Visual speech recognition (VSR) or lipreading is the task of recognising speech based on the visual stream only. Lipreading has attracted a lot of attention recently mainly due to its robustness in noisy environments where the audio signal might be heavily corrupted.
The traditional lipreading approach was based on the Discrete Cosine Transform and Hidden Markov Models (HMMs)[Potamianos2003, Dupont2000, zhou14]. Recently, the focus has shifted to deep models due to their superior performance. Such models consist of fully connected [petridis2017deepVisualSpeech, petridis2018visualWhisper, petridis2017end, wand16, petridis17AV] or convolutional layers [stafylakis17, shillingford2018large, afouras2018deep, chung16b] which extract features from the mouth region of interest, followed by recurrent layers or attention [chung16b, petridis2018audio] / self-attention architectures [afouras2018deep]. Few works have also focused on the computational complexity of visual speech recognition [koumparoulis2019mobilipnet, shrivastava2019mobivsr], and in any case efficient methods have trailed massively behind full-fledged ones in terms of accuracy.
The state-of-the-art approach for recognition of isolated words is the one proposed in [martinez2020lipreading]. It consists of a 3D convolutional layer followed by an 18-layer Residual Network (ResNet) [He_2016_CVPR]
, a Temporal Convolutional Network (TCN) network and a softmax layer. It achieves the state-of-the-art performance on the LRW[chung16b] and LRW1000 [lrw1000] datasets, which are the largest publicly available datasets for isolated word recognition.
In this work we focus on improving the performance of the state-of-the-art model and training lightweight models without considerable decrease in performance. Lipreading is a challenging task due to the nature of the signal, where a model is tasked with distinguishing between e.g. million and millions solely based on visual information. We resort to Knowledge Distillation (KD) [hinton2014distilling]
since it provides an extra supervisory signal with inter-class similarity information. For example, if two classes are very similar as in the case above, the KD loss will penalize less when the algorithm confuses them. We leverage this insight to produce a sequence of teacher-student classifiers in the same manner as[furlanello2018born, yang2018knowledge], by which student and teacher have the same architecture, and the student will become the teacher in the next generation until no improvement observed (see Fig. 1).
Our second contribution is the proposal of a novel lightweight architecture. The ResNet-18 backbone can be readily exchanged for an efficient one, such as a version of the MobileNet [howard2017mobilenets] or ShuffleNet [ma2018shufflenet] families. Furthermore, both architectures have a parameter controlling the width of the networks, effectively controlling the computational complexity of the backbone.
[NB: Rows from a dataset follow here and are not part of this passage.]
impl Touch {
    /// Touch for the newest phase of `parent`.
    pub fn last_phase(builder: &ModelBuilder, parent: usize) -> Touch {
        match builder.events().get(parent).map(|e| e.phases.len()) {
            Some(len) if len > 0 => Touch::Phase(parent, len - 1),
            _ => Touch::Event(parent),
        }
    }

    pub fn resolve<'a>(self, builder: &'a mut ModelBuilder) -> Option<&'a mut GcEvent> {
        match self {
            Touch::Event(event) => builder.event_mut(event),
            Touch::Phase(event, phase) => builder.event_mut(event)?.phases.get_mut(phase),
        }
    }
}

pub(super) fn attach_cpu(builder: &mut ModelBuilder, touch: Option<Touch>, cpu: CpuTime) -> bool {
    match touch.and_then(|t| t.resolve(builder)) {
        Some(event) => {
            event.cpu = Some(cpu);
            true
        }
        None => false,
    }
}

/// Drop a negative duration to unknown.
pub(super) fn checked_duration(builder: &mut ModelBuilder, duration: Option<f64>) -> Option<f64> {
    match duration {
        Some(d) if d < 0.0 || !d.is_finite() => {
            builder.stats_mut().downgraded += 1;
            None
        }
        other => other,
    }
}

/// Start of an event whose end line printed `duration`; `time` is when
/// the line was written.
pub(super) fn start_from_end(time: f64, duration: Option<f64>) -> f64 {
    match duration {
        Some(d) => (time - d).max(0.0),
        None => time,
    }
}

/// Append a phase that the log reports only as a duration. Such phases
/// run back to back from the parent's start.
pub(super) fn push_sequential_phase(
    builder: &mut ModelBuilder,
    parent: usize,
    kind: EventKind,
    duration: Option<f64>,
    line_no: usize,
) -> bool {
    let Some(event) = builder.events().get(parent) else {
        return false;
    };
    let offset: f64 = event
        .phases
        .iter()
        .filter(|p| p.kind.is_phase_of(event.kind))
        .filter_map(|p| p.duration)
        .sum();
    let start = event.start + offset;
    let phase = GcEvent::new(kind, start)
        .with_id(event.id)
        .with_duration(duration)
        .with_line(line_no);
    builder.add_phase_to(parent, phase)
}

/// Open or close a phase of `parent` from a start line (no duration) or
/// an end line (duration printed).
pub(super) fn start_or_finish_phase(
    builder: &mut ModelBuilder,
    parent: usize,
    kind: EventKind,
    time: f64,
    duration: Option<f64>,
    line_no: usize,
) -> Option<Touch> {
    let id = builder.events().get(parent)?.id;
    if let Some(duration) = duration {
        let open = builder.events()[parent]
            .phases
            .iter()
            .rposition(|p| p.kind == kind && p.duration.is_none());
        if let Some(index) = open {
            builder.event_mut(parent)?.phases[index].duration = Some(duration);
            return Some(Touch::Phase(parent, index));
        }
    }
    let start = start_from_end(time, duration);
    let phase = GcEvent::new(kind, start)
        .with_id(id)
        .with_duration(duration)
        .with_line(line_no);
    builder
        .add_phase_to(parent, phase)
        .then(|| Touch::last_phase(builder, parent))
}

/// Find the still-open top-level event `kind` with `id`, closing it when
/// `duration` is known, or create it. Unified logs print a start line and
/// an end line per event, and either may be missing.
pub(super) fn unified_event(
    builder: &mut ModelBuilder,
    id: Option<u64>,
    kind: EventKind,
    time: f64,
    duration: Option<f64>,
    line_no: usize,
) -> usize {
    let open = id
        .and_then(|id| builder.find_by_id(id, kind))
        .filter(|&index| builder.events()[index].duration.is_none());
    match open {
        Some(index) => {
            if let (Some(duration), Some(event)) = (duration, builder.event_mut(index)) {
                event.duration = Some(duration);
            }
            index
        }
        None => builder.push_event(
            GcEvent::new(kind, start_from_end(time, duration))
                .with_id(id)
                .with_duration(duration)
                .with_line(line_no),
        ),
    }
}

/// Serial, CMS and G1 full collections share these phase titles.
pub(super) fn full_phase_kind(name: &str) -> Option<EventKind> {
    Some(match name {
        "Phase 1: Mark live objects" => EventKind::FullMarkLiveObjects,
        "Phase 2: Compute new object addresses" => EventKind::FullComputeNewAddresses,
        "Phase 2: Prepare for compaction" | "Phase 2: Prepare compaction" => {
            EventKind::FullPrepareForCompaction
        }
        "Phase 3: Adjust pointers" => EventKind::FullAdjustPointers,
        "Phase 4: Move objects" => EventKind::FullMoveObjects,
        "Phase 4: Compact heap" => EventKind::FullCompactHeap,
        _ => return None,
    })
}

/// Header lines common to every log generation.
pub(super) fn header_line(builder: &mut ModelBuilder, text: &str) -> Option<LineOutcome> {
    if let Some(flags) = grammar::command_line_flags(text) {
        return Some(match VmOptions::parse(flags) {
            Ok(options) => {
                builder.vm_options_mut().extend(options);
                LineOutcome::Recognized
            }
            Err(e) => {
                tracing::warn!(error = %e, "ignoring malformed command line in log");
                builder.stats_mut().downgraded += 1;
                LineOutcome::Ignored
            }
        });
    }
    let text = text.trim_start();
    if ["Java HotSpot", "OpenJDK", "Memory:"]
        .iter()
        .any(|p| text.starts_with(p))
    {
        return Some(LineOutcome::Ignored);
    }
    None
}

/// Safepoint summary lines, modeled as their own event.
pub(super) fn safepoint_line(
    builder: &mut ModelBuilder,
    time: Option<f64>,
    text: &str,
    line_no: usize,
) -> Option<LineOutcome> {
    let (total, reach) = grammar::safepoint(text)?;
    let Some(time) = time else {
        return Some(LineOutcome::Unrecognized);
    };
    let mut event = GcEvent::new(EventKind::Safepoint, start_from_end(time, Some(total)))
        .with_duration(Some(total))
        .with_line(line_no);
    event.time_to_safepoint = reach;
    builder.push_safepoint(event);
    Some(LineOutcome::Recognized)
}

/// Newest event with `id` that owns heap numbers. Concurrent-cycle
/// containers never do.
pub(super) fn memory_target(builder: &ModelBuilder, id: u64) -> Option<usize> {
    builder.last_event_where(|e| e.id == Some(id) && !e.kind.is_concurrent_cycle())
}

/// Per-GC-id bookkeeping for unified logs.
#[derive(Debug, Default)]
pub(super) struct UnifiedTracker {
    touched: HashMap<u64, Touch>,
}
However, there is no such equivalent for the head classifier. The key to designing the efficient backbones is the use of depthwise separable convolutions (a depthwise convolution followed by a pointwise convolution) [chollet2017xception] to replace the standard convolution. This operation dramatically reduces the amount of parameters and the number of FLOPs. Thus, we devise a novel variant of the Temporal Convolution Networks that relies on depthwise separable convolutions instead. The resulting efficient lipreading architecture is shown in Fig. 2. We conduct experiments on replacing only the backbone, only the back-end, and both of them, and on giving each component different capacity. The result is a full range of lightweight models with varied efficiency-accuracy trade-offs.
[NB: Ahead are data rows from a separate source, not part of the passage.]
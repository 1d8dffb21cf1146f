//! Legacy (JDK 8) G1 parser.
//!
//! A detailed young pause spreads over an indented block:
//!
//! ```text
//! 0.299: [GC pause (G1 Evacuation Pause) (young), 0.0035543 secs]
//!    [Parallel Time: 3.2 ms, GC Workers: 8]
//!    [Code Root Fixup: 0.0 ms]
//!    [Eden: 24.0M(24.0M)->0.0B(21.0M) Survivors: 0.0B->3072.0K Heap: 24.0M(256.0M)->4032.0K(256.0M)]
//!  [Times: user=0.01 sys=0.00, real=0.00 secs]
//! ```
//!
//! Lines indented deeper than the phase list carry per-worker detail and
//! are skipped.

use std::sync::LazyLock;

use regex::Regex;

use super::common::{self, Touch};
use crate::model::{
    CollectorFamily, EventKind, GcCause, GcEvent, Generation, LogFormat, LogStyle, ModelBuilder,
    SpecialSituation,
};
use crate::parser::grammar::{self, MemoryChange, SIZE};
use crate::parser::{scan_lines, GcLogParser, LineOutcome};

static PAUSE: LazyLock<Regex> = LazyLock::new(|| {
    Regex::new(
        r"^\[GC pause(?: \((?P<cause>[^()]+)\))? \((?P<kind>young|mixed)\)(?P<flags>(?: \([a-z- ]+\))*)",
    )
    .unwrap()
});

static FULL: LazyLock<Regex> = LazyLock::new(|| {
    Regex::new(r"^\[Full GC ?(?:\((?P<cause>System\.gc\(\)|[^()]+)\))?").unwrap()
});

static TRAILING_SECS: LazyLock<Regex> =
    LazyLock::new(|| Regex::new(r", (?P<secs>\d+[.,]\d+) secs\]\s*$").unwrap());

static PAUSE_CONTINUATION: LazyLock<Regex> =
    LazyLock::new(|| Regex::new(r"^, (?P<secs>\d+[.,]\d+) secs\]").unwrap());

static PARALLEL_TIME: LazyLock<Regex> = LazyLock::new(|| {
    Regex::new(r"^\[Parallel Time: (?P<ms>\d+[.,]\d+) ms, GC Workers: (?P<workers>\d+)\]").unwrap()
});

static SIMPLE_PHASE: LazyLock<Regex> = LazyLock::new(|| {
    Regex::new(
        r"^\[(?P<name>Code Root Fixup|Code Root Purge|Clear CT|Other): (?P<ms>\d+[.,]\d+) ms\]",
    )
    .unwrap()
});

static HEAP_SUMMARY: LazyLock<Regex> = LazyLock::new(|| {
    Regex::new(&format!(
        r"^\[Eden: (?P<eden>\S+) Survivors: (?P<surv>{SIZE}->{SIZE}) Heap: (?P<heap>\S+)\](?:, \[Metaspace: (?P<meta>[^\]]+)\])?"
    ))
    .unwrap()
});

static CONCURRENT: LazyLock<Regex> = LazyLock::new(|| {
    Regex::new(
        r"^\[GC concurrent-(?P<phase>root-region-scan|mark|cleanup)-(?P<edge>start|end|abort)(?:, (?P<secs>\d+[.,]\d+) secs)?\]",
    )
    .unwrap()
});

static REMARK_SUBPHASE: LazyLock<Regex> = LazyLock::new(|| {
    Regex::new(
        r"(?:(?P<ts>\d+[.,]\d+): )?\[(?P<name>Finalize Marking|GC ref-proc|Unloading), (?P<secs>\d+[.,]\d+) secs\]",
    )
    .unwrap()
});

/// Parser for JDK 8 G1 logs.
#[derive(Debug, Default)]
pub struct LegacyG1Parser;

impl LegacyG1Parser {
    pub fn new() -> Self {
        Self
    }
}

#[derive(Debug, Default)]
struct State {
    touched: Option<Touch>,
    /// Pause whose indented detail block is being read
    pause: Option<usize>,
}

impl GcLogParser for LegacyG1Parser {
    fn format(&self) -> LogFormat {
        LogFormat::new(CollectorFamily::G1, LogStyle::Legacy)
    }

    fn parse_into(&self, text: &str, builder: &mut ModelBuilder) {
        let mut state = State::default();
        scan_lines(text, builder, |b, line_no, line| {
            parse_line(&mut state, b, line_no, line)
        });
    }
}

fn parse_line(state: &mut State, b: &mut ModelBuilder, line_no: usize, raw: &str) -> LineOutcome {
    let line = grammar::legacy_line(raw);
    let indent = line.rest.len() - line.rest.trim_start().len();
    let rest = line.rest.trim();

    if let Some(outcome) = common::header_line(b, rest) {
        return outcome;
    }
    if common::legacy_heap_dump_line(rest) {
        return LineOutcome::Ignored;
    }

    let time = b.resolve_time(line.uptime, line.datestamp);
    if let Some(outcome) = common::safepoint_line(b, time, rest, line_no) {
        return outcome;
    }
    if rest.starts_with("[Times:") {
        return match grammar::legacy_cpu(rest) {
            Some(cpu) if common::attach_cpu(b, state.touched, cpu) => LineOutcome::Recognized,
            _ => LineOutcome::Unrecognized,
        };
    }
    if let Some(caps) = PAUSE_CONTINUATION.captures(rest) {
        let secs = grammar::seconds_to_ms(&caps["secs"]);
        let duration = common::checked_duration(b, secs);
        return match state.pause.and_then(|i| b.event_mut(i)) {
            Some(event) => {
                event.duration = duration;
                LineOutcome::Recognized
            }
            None => LineOutcome::Unrecognized,
        };
    }
    if rest.contains("[G1Ergonomics") && !rest.starts_with("[GC pause") {
        return LineOutcome::Ignored;
    }
    if time.is_none() && indent > 0 && rest.starts_with('[') {
        return detail_line(state, b, indent, rest, line_no);
    }

    let Some(time) = time else {
        return LineOutcome::Unrecognized;
    };
    if rest.starts_with("[GC pause") {
        return pause(state, b, time, rest, line_no);
    }
    if rest.starts_with("[Full GC") {
        return full(state, b, time, rest, line_no);
    }
    if rest.starts_with("[GC concurrent-") {
        return concurrent(state, b, time, rest, line_no);
    }
    if rest.starts_with("[GC remark") {
        return remark(state, b, time, line.uptime.is_some(), rest, line_no);
    }
    if rest.starts_with("[GC cleanup") {
        return cleanup(state, b, time, rest, line_no);
    }
    LineOutcome::Unrecognized
}

fn trailing_secs(b: &mut ModelBuilder, body: &str) -> Option<f64> {
    let secs = TRAILING_SECS
        .captures(body)
        .and_then(|c| grammar::seconds_to_ms(&c["secs"]));
    common::checked_duration(b, secs)
}

fn pause(
    state: &mut State,
    b: &mut ModelBuilder,
    time: f64,
    rest: &str,
    line_no: usize,
) -> LineOutcome {
    let stripped = grammar::strip_legacy_cpu(rest);
    let body = stripped.trim_end();
    let Some(caps) = PAUSE.captures(body) else {
        return LineOutcome::Unrecognized;
    };
    let kind = match &caps["kind"] {
        "mixed" => EventKind::G1MixedGc,
        _ => EventKind::YoungGc,
    };
    let cause = caps.name("cause").map(|m| GcCause::new(m.as_str()));
    let mut event = GcEvent::new(kind, time).with_cause(cause).with_line(line_no);
    let flags = &caps["flags"];
    if flags.contains("initial-mark") {
        event.mark(SpecialSituation::InitialMark);
    }
    if flags.contains("to-space exhausted") || flags.contains("to-space overflow") {
        event.mark(SpecialSituation::ToSpaceExhausted);
    }

    if let Some(change) = MemoryChange::find(&body[caps[0].len()..]) {
        event.put_memory(change.into_item(Generation::Total));
    }
    event.duration = trailing_secs(b, body);
    event.cpu = grammar::legacy_cpu(rest);

    let index = b.push_event(event);
    state.pause = Some(index);
    state.touched = Some(Touch::Event(index));
    LineOutcome::Recognized
}

fn full(
    state: &mut State,
    b: &mut ModelBuilder,
    time: f64,
    rest: &str,
    line_no: usize,
) -> LineOutcome {
    let stripped = grammar::strip_legacy_cpu(rest);
    let body = stripped.trim_end();
    let Some(caps) = FULL.captures(body) else {
        return LineOutcome::Unrecognized;
    };
    let cause = caps.name("cause").map(|m| GcCause::new(m.as_str()));
    let mut event = GcEvent::new(EventKind::FullGc, time)
        .with_cause(cause)
        .with_line(line_no);
    if let Some(change) = MemoryChange::find(&body[caps[0].len()..]) {
        event.put_memory(change.into_item(Generation::Total));
    }
    event.duration = trailing_secs(b, body);
    event.cpu = grammar::legacy_cpu(rest);

    let index = b.push_event(event);
    state.pause = Some(index);
    state.touched = Some(Touch::Event(index));
    LineOutcome::Recognized
}

fn detail_line(
    state: &mut State,
    b: &mut ModelBuilder,
    indent: usize,
    rest: &str,
    line_no: usize,
) -> LineOutcome {
    let Some(parent) = state.pause else {
        return LineOutcome::Unrecognized;
    };
    if indent > 3 {
        return LineOutcome::Ignored;
    }
    if let Some(caps) = PARALLEL_TIME.captures(rest) {
        if let Ok(workers) = caps["workers"].parse::<u32>() {
            b.note_parallel_threads(workers);
        }
        let ms = grammar::number(&caps["ms"]);
        let ms = common::checked_duration(b, ms);
        common::push_sequential_phase(b, parent, EventKind::G1ParallelTime, ms, line_no);
        return LineOutcome::Recognized;
    }
    if let Some(caps) = SIMPLE_PHASE.captures(rest) {
        let kind = match &caps["name"] {
            "Code Root Fixup" => EventKind::G1CodeRootFixup,
            "Code Root Purge" => EventKind::G1CodeRootPurge,
            "Clear CT" => EventKind::G1ClearCardTable,
            _ => EventKind::G1OtherPhase,
        };
        let ms = grammar::number(&caps["ms"]);
        let ms = common::checked_duration(b, ms);
        common::push_sequential_phase(b, parent, kind, ms, line_no);
        return LineOutcome::Recognized;
    }
    if let Some(caps) = HEAP_SUMMARY.captures(rest) {
        let Some(event) = b.event_mut(parent) else {
            return LineOutcome::Unrecognized;
        };
        if let Some(change) = MemoryChange::find(&caps["eden"]) {
            event.put_memory(change.into_item(Generation::Eden));
        }
        if let Some(change) = MemoryChange::find(&caps["surv"]) {
            let mut item = change.into_item(Generation::Survivor);
            item.pre_capacity = item.pre_used;
            item.post_capacity = item.post_used;
            event.put_memory(item);
        }
        if let Some(change) = MemoryChange::find(&caps["heap"]) {
            event.put_memory(change.into_item(Generation::Total));
        }
        if let Some(change) = caps.name("meta").and_then(|m| MemoryChange::find(m.as_str())) {
            event.put_memory(change.into_item(Generation::Metaspace));
        }
        return LineOutcome::Recognized;
    }
    if rest.starts_with("[Evacuation Failure") {
        if let Some(event) = b.event_mut(parent) {
            event.mark(SpecialSituation::ToSpaceExhausted);
        }
        return LineOutcome::Recognized;
    }
    LineOutcome::Ignored
}

/// Newest concurrent cycle, created at `time` when none exists yet.
fn ensure_cycle(b: &mut ModelBuilder, time: f64, line_no: usize) -> usize {
    match b.last_event_where(|e| e.kind == EventKind::G1ConcurrentCycle) {
        Some(index) => index,
        None => b.push_event(GcEvent::new(EventKind::G1ConcurrentCycle, time).with_line(line_no)),
    }
}

fn extend_cycle(b: &mut ModelBuilder, cycle: usize, end: f64) {
    if let Some(event) = b.event_mut(cycle) {
        let duration = (end - event.start).max(0.0);
        event.duration = Some(event.duration.map_or(duration, |d| d.max(duration)));
    }
}

fn concurrent(
    state: &mut State,
    b: &mut ModelBuilder,
    time: f64,
    rest: &str,
    line_no: usize,
) -> LineOutcome {
    if rest.starts_with("[GC concurrent-mark-reset-for-overflow") {
        return LineOutcome::Ignored;
    }
    let Some(caps) = CONCURRENT.captures(rest) else {
        return LineOutcome::Unrecognized;
    };
    let kind = match &caps["phase"] {
        "root-region-scan" => EventKind::G1ConcurrentScanRootRegions,
        "mark" => EventKind::G1ConcurrentMark,
        _ => EventKind::G1ConcurrentCleanupForNextMark,
    };
    let edge = &caps["edge"];

    if kind == EventKind::G1ConcurrentScanRootRegions && edge == "start" {
        b.push_event(GcEvent::new(EventKind::G1ConcurrentCycle, time).with_line(line_no));
    }
    let cycle = ensure_cycle(b, time, line_no);

    if edge == "abort" {
        if let Some(event) = b.event_mut(cycle) {
            event.mark(SpecialSituation::ConcurrentMarkAborted);
        }
        extend_cycle(b, cycle, time);
        state.touched = Some(Touch::Event(cycle));
        return LineOutcome::Recognized;
    }

    let duration = match edge {
        "end" => {
            let secs = caps.name("secs").and_then(|m| grammar::seconds_to_ms(m.as_str()));
            common::checked_duration(b, secs)
        }
        _ => None,
    };
    let Some(touch) = common::start_or_finish_phase(b, cycle, kind, time, duration, line_no)
    else {
        return LineOutcome::Unrecognized;
    };
    state.touched = Some(touch);
    if kind == EventKind::G1ConcurrentCleanupForNextMark && edge == "end" {
        extend_cycle(b, cycle, time);
    }
    LineOutcome::Recognized
}

fn remark(
    state: &mut State,
    b: &mut ModelBuilder,
    time: f64,
    has_uptime: bool,
    rest: &str,
    line_no: usize,
) -> LineOutcome {
    let stripped = grammar::strip_legacy_cpu(rest);
    let body = stripped.trim_end();
    let cycle = ensure_cycle(b, time, line_no);
    let mut remark = GcEvent::new(EventKind::G1Remark, time)
        .with_duration(trailing_secs(b, body))
        .with_line(line_no);
    remark.cpu = grammar::legacy_cpu(rest);

    let mut subphases = Vec::new();
    let mut offset = 0.0;
    for caps in REMARK_SUBPHASE.captures_iter(body) {
        let kind = match &caps["name"] {
            "Finalize Marking" => EventKind::G1FinalizeMarking,
            "GC ref-proc" => EventKind::G1RefProc,
            _ => EventKind::G1Unloading,
        };
        let duration = grammar::seconds_to_ms(&caps["secs"]);
        let start = match caps.name("ts").and_then(|m| grammar::seconds_to_ms(m.as_str())) {
            Some(ts) if has_uptime => ts,
            _ => time + offset,
        };
        offset += duration.unwrap_or(0.0);
        subphases.push(GcEvent::new(kind, start).with_duration(duration).with_line(line_no));
    }

    if !b.add_phase_to(cycle, remark) {
        return LineOutcome::Unrecognized;
    }
    state.touched = Some(Touch::last_phase(b, cycle));
    state.pause = None;
    for subphase in subphases {
        b.add_phase_to(cycle, subphase);
    }
    LineOutcome::Recognized
}

fn cleanup(
    state: &mut State,
    b: &mut ModelBuilder,
    time: f64,
    rest: &str,
    line_no: usize,
) -> LineOutcome {
    let stripped = grammar::strip_legacy_cpu(rest);
    let body = stripped.trim_end();
    let cycle = ensure_cycle(b, time, line_no);
    let mut phase = GcEvent::new(EventKind::G1Cleanup, time)
        .with_duration(trailing_secs(b, body))
        .with_line(line_no);
    phase.cpu = grammar::legacy_cpu(rest);
    if let Some(change) = MemoryChange::find(body) {
        phase.put_memory(change.into_item(Generation::Total));
    }
    let end = phase.end();
    if !b.add_phase_to(cycle, phase) {
        return LineOutcome::Unrecognized;
    }
    state.touched = Some(Touch::last_phase(b, cycle));
    state.pause = None;
    if let Some(end) = end {
        extend_cycle(b, cycle, end);
    }
    LineOutcome::Recognized
}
Our third contribution is to use the KD framework to recover some of the performance of these efficient networks. Unlike the full-fledged case, it is now possible to use a higher-capacity network to drive the optimization. However, we find that just using the best-performing model as the teacher, which is the standard practice in the literature, yields sub-optimal performance. Instead, we use intermediate networks whose architecture is in-between the full-fledged and the efficient one. Thus, similar to [Martinez2020Training], we generate a sequence of teacher-student pairs that progressively bridges the architectural gap.
We provide experimental evidence showing that a) we achieve new state-of-the-art performance on LRW [chung16b] and LRW-1000 [lrw1000] by a wide margin and without any increase of computational performance †† The models and code are available at https://sites.google.com/view/audiovisual-speech-recognition and b) our lightweight models can achieve competitive performance. For example, we match the current state-of-the-art on LRW [martinez2020lipreading] using 8x fewer FLOPs and 4x fewer parameters.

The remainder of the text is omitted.